* What to do
From the data that follows, copy every line holding the string "SiteConfig".
Top of Input for this task
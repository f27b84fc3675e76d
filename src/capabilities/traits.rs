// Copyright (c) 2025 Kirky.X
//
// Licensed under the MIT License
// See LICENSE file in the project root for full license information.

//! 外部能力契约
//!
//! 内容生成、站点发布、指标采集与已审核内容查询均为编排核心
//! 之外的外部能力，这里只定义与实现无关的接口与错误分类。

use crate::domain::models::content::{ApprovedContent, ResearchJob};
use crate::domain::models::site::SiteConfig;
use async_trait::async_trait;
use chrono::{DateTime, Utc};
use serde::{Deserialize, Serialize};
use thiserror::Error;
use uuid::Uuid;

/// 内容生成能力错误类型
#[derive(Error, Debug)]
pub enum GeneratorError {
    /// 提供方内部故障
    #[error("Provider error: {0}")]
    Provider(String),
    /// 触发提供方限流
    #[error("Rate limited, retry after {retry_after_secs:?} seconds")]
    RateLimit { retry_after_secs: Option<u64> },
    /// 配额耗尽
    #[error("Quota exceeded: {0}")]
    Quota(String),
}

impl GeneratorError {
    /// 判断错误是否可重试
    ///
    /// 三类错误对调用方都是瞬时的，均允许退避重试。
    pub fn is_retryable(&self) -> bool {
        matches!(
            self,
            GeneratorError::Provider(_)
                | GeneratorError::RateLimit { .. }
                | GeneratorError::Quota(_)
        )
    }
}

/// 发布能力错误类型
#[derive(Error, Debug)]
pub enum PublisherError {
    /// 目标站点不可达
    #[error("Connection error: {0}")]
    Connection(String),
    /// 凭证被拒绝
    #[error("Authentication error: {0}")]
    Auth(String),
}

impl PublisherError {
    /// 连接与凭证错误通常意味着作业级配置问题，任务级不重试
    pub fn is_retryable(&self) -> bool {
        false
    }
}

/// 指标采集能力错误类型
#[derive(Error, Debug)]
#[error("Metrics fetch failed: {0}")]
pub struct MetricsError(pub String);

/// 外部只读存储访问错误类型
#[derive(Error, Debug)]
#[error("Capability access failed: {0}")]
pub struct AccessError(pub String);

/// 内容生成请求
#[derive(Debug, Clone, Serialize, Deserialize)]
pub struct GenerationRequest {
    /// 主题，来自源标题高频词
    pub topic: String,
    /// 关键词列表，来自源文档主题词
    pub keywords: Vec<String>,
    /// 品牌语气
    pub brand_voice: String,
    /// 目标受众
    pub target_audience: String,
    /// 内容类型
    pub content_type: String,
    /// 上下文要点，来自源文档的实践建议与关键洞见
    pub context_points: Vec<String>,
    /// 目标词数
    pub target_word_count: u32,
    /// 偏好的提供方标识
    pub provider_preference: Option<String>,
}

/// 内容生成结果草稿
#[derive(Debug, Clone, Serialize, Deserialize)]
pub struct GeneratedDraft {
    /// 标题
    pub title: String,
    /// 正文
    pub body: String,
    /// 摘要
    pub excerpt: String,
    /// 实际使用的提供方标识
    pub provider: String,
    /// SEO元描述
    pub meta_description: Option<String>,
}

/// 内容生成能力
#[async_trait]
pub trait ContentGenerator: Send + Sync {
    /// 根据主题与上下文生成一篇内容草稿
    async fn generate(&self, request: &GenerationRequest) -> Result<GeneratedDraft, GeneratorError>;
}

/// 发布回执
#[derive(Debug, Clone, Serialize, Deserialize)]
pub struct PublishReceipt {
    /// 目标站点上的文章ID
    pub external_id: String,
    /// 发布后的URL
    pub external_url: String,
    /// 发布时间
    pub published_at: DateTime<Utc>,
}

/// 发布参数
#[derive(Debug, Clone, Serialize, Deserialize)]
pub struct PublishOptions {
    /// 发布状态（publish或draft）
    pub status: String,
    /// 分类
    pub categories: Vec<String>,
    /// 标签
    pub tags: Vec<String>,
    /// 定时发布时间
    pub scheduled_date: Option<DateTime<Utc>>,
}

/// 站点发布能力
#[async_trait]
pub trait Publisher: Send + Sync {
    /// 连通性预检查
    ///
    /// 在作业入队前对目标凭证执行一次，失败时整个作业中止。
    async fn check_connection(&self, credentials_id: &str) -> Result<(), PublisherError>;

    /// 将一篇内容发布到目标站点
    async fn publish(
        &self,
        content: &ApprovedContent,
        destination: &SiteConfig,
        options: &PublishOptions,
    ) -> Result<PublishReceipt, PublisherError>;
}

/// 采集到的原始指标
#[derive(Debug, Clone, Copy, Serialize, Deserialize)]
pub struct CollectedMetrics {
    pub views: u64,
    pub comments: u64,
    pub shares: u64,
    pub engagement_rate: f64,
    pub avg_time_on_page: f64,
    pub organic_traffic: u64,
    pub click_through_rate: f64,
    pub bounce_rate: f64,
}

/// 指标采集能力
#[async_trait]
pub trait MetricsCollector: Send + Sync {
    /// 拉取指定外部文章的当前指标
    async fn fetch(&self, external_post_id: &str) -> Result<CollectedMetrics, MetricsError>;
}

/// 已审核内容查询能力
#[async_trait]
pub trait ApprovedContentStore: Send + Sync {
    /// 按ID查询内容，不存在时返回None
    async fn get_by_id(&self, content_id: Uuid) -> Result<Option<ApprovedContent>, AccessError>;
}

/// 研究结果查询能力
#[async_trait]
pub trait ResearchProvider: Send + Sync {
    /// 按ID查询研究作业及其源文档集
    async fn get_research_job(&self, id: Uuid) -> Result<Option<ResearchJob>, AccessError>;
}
Bottom of Input for this task
* Written solution
use crate::domain::models::site::SiteConfig;
        destination: &SiteConfig,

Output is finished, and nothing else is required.